The F-to-Q replacement at alignment site 7 along the branch leading to the mammalian retinol binding proteins was a case of poor articulation. Orthologs from the recently completed chicken and frog genomes possessed Tyr, an intermediate amino acid in the F-to-Q pathway. Nevertheless, the structural position of this site suggested that the amino acid residue it holds can modulate ligand binding affinity by influencing the orientation of the dual hydrogen bond donor/acceptor residue at a second site, which is in direct contact with the polar end of the bound ligand. These hypotheses are specific enough to be experimentally testable.

In the same protein family, we noticed an unusual protein sequence from the gecko (Lygodactylus picturalis). Literature searches revealed that it had been found in the eye lens and prompted us to ask if the sites replaced along this branch might explain how this protein had been recruited to function as a crystallin. Many of the sites were clustered in a region of the protein with their side chains protruding away from the surface – a pattern consistent with the emergence of a new binding site.

These three examples illustrate how the naturally organized Magnum database supports querying across many protein families, as well as opportunistically following leads obtained by browsing, to quickly explore and generate hypotheses related to protein structure and function.

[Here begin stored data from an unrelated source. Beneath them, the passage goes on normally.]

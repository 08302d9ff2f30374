use serde::Deserialize;

use super::EntityType;

/// Body of `POST /qr/v1/tokens`.
#[derive(Debug, Clone, Deserialize)]
#[serde(rename_all = "camelCase")]
pub struct IssueTokenRequest {
    pub entity_type: EntityType,
    pub entity_id: String,
    #[serde(default)]
    pub redirect_url: Option<String>,
    #[serde(default)]
    pub version_id: Option<String>,
    #[serde(default)]
    pub expires_at: Option<String>,
}

/// Body of `POST /qr/v1/tokens/{id}/revoke`.
#[derive(Debug, Clone, Deserialize)]
pub struct RevokeTokenRequest {
    pub reason: String,
}

/// Body of `POST /qr/v1/calibration/scans`.
#[derive(Debug, Clone, Deserialize)]
#[serde(rename_all = "camelCase")]
pub struct CalibrationNotify {
    pub token: String,
    #[serde(default)]
    pub user_agent: String,
}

Integrating protein evolution and structures

Existing protein sequence and structure data sources are Magnum's foundation, yet Magnum is much more than the sum of its source data. The specific sources of raw data chosen for inclusion in Magnum, and three major steps employed to generate the final product, distinguish Magnum from other databases such as PFAM [38], Pandit [39], and PALI [40]. The Magnum source data is first organized under a common schema designed to allow storage, integration, and retrieval of the source data and its derived information. Importantly, this step establishes the orthologous relationships between sequence and structure protein sites. Genealogies are then built for each protein family and the derived molecular evolutionary information stored in the database. This process is not a trivial one. It requires extensive planning, computational processing, and integrating of results from different stages of the evolutionary analysis. Finally, interactive browsing and analysis tools are deployed that make use of a custom application programming interface to the Magnum database.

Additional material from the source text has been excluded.